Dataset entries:
───
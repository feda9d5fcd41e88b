//! Test cases and their counters.

use std::fmt::Display;

use crate::error::Error;
use crate::outcome::TestResult;

/// Maximum number of characters kept in a case name.
pub const MAX_CASE_NAME_CHARS: usize = 23;

/// Name of a test case, bounded to [`MAX_CASE_NAME_CHARS`] characters.
///
/// Longer names are truncated at a character boundary. Two names that share
/// the same first [`MAX_CASE_NAME_CHARS`] characters therefore refer to the
/// same case.
#[derive(Clone, Debug, PartialEq, Eq, Hash)]
pub struct CaseName(String);

impl CaseName {
    /// Creates a bounded name, truncating if needed.
    pub fn new(name: &str) -> Result<Self, Error> {
        if name.is_empty() {
            return Err(Error::EmptyName);
        }

        Ok(Self(name.chars().take(MAX_CASE_NAME_CHARS).collect()))
    }

    /// Returns the (possibly truncated) name.
    pub fn as_str(&self) -> &str {
        self.0.as_str()
    }
}

impl Display for CaseName {
    fn fmt(&self, f: &mut std::fmt::Formatter<'_>) -> std::fmt::Result {
        f.pad(self.0.as_str())
    }
}

impl AsRef<str> for CaseName {
    fn as_ref(&self) -> &str {
        self.as_str()
    }
}

/// Accumulated counters for one named group of assertions.
///
/// Receivers get read-only access to cases; counters only move through the
/// registry.
#[derive(Clone, Debug, PartialEq, Eq)]
pub struct TestCase {
    name: CaseName,
    index: usize,
    items: u32,
    passed: u32,
    warned: u32,
    failed: u32,
    thrown: u32,
    header_emitted: bool,
}

impl TestCase {
    pub(crate) const fn new(name: CaseName, index: usize) -> Self {
        Self {
            name,
            index,
            items: 0,
            passed: 0,
            warned: 0,
            failed: 0,
            thrown: 0,
            header_emitted: false,
        }
    }

    /// Name of the case.
    pub const fn name(&self) -> &CaseName {
        &self.name
    }

    /// 1-based registration index.
    pub const fn index(&self) -> usize {
        self.index
    }

    /// Number of recorded items (results and exceptions).
    pub const fn items(&self) -> u32 {
        self.items
    }

    /// Number of passed items.
    pub const fn passed(&self) -> u32 {
        self.passed
    }

    /// Number of failed warning-level items.
    pub const fn warned(&self) -> u32 {
        self.warned
    }

    /// Number of failed checked or required items.
    pub const fn failed(&self) -> u32 {
        self.failed
    }

    /// Number of items whose expression panicked.
    pub const fn thrown(&self) -> u32 {
        self.thrown
    }

    /// Whether this case's header has been emitted in the current round.
    pub const fn header_emitted(&self) -> bool {
        self.header_emitted
    }

    /// True when nothing failed and nothing was thrown.
    pub const fn did_pass(&self) -> bool {
        self.failed == 0 && self.thrown == 0
    }

    /// Result label used in summary rows: `FAILED`, `Empty!`, or `Passed`.
    pub const fn outcome_label(&self) -> &'static str {
        if !self.did_pass() {
            "FAILED"
        } else if self.items == 0 {
            "Empty!"
        } else {
            "Passed"
        }
    }

    /// The case's item counters as a [`Totals`] value.
    pub const fn totals(&self) -> Totals {
        Totals {
            passed: self.passed,
            warned: self.warned,
            failed: self.failed,
            thrown: self.thrown,
            total: self.items,
        }
    }

    pub(crate) const fn mark_header_emitted(&mut self) {
        self.header_emitted = true;
    }

    pub(crate) fn tally(&mut self, result: TestResult) {
        self.items += 1;
        match result {
            TestResult::Passed => self.passed += 1,
            TestResult::Warning => self.warned += 1,
            TestResult::Failed | TestResult::Fatal => self.failed += 1,
            TestResult::Thrown => self.thrown += 1,
        }

        self.check_invariants();
    }

    /// Counts a panicking expression. A fatal panic counts as thrown, not failed.
    pub(crate) fn tally_exception(&mut self) {
        self.items += 1;
        self.thrown += 1;
        self.check_invariants();
    }

    fn check_invariants(&self) {
        debug_assert_eq!(
            self.items,
            self.passed + self.warned + self.failed + self.thrown,
            "item count out of sync for case '{}'",
            self.name
        );
    }
}

/// Aggregate counters, used both for item totals and for case totals.
///
/// For item totals each field counts assertions. For case totals `passed` and
/// `failed` count cases by [`TestCase::did_pass`], `warned` and `thrown` count
/// cases with at least one warning or exception, and `total` counts cases.
#[derive(Clone, Copy, Debug, Default, PartialEq, Eq)]
pub struct Totals {
    /// Passed count.
    pub passed: u32,
    /// Warning count.
    pub warned: u32,
    /// Failed count.
    pub failed: u32,
    /// Thrown count.
    pub thrown: u32,
    /// Overall count.
    pub total: u32,
}

impl Totals {
    /// Sums the item counters of all cases.
    pub fn items_of<'a>(cases: impl IntoIterator<Item = &'a TestCase>) -> Self {
        cases.into_iter().fold(Self::default(), |mut acc, case| {
            acc.passed += case.passed;
            acc.warned += case.warned;
            acc.failed += case.failed;
            acc.thrown += case.thrown;
            acc.total += case.items;
            acc
        })
    }

    /// Counts cases by outcome.
    pub fn cases_of<'a>(cases: impl IntoIterator<Item = &'a TestCase>) -> Self {
        cases.into_iter().fold(Self::default(), |mut acc, case| {
            if case.did_pass() {
                acc.passed += 1;
            } else {
                acc.failed += 1;
            }
            if case.warned > 0 {
                acc.warned += 1;
            }
            if case.thrown > 0 {
                acc.thrown += 1;
            }
            acc.total += 1;
            acc
        })
    }

    /// True when nothing failed and nothing was thrown.
    pub const fn did_pass(&self) -> bool {
        self.failed == 0 && self.thrown == 0
    }

    /// `Pass` or `FAIL`, as shown on totals lines.
    pub const fn short_label(&self) -> &'static str {
        if self.did_pass() { "Pass" } else { "FAIL" }
    }

    /// `Passed` or `FAILED`.
    pub const fn label(&self) -> &'static str {
        if self.did_pass() { "Passed" } else { "FAILED" }
    }
}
───
- [Task requirements]: Please copy the lines above from the line with "acc.warned += case.warned;" up to and including the line with "cases by outcome.", exactly as written and with nothing else.

- [Your response]:
            acc.warned += case.warned;
            acc.failed += case.failed;
            acc.thrown += case.thrown;
            acc.total += case.items;
            acc
        })
    }

    /// Counts cases by outcome.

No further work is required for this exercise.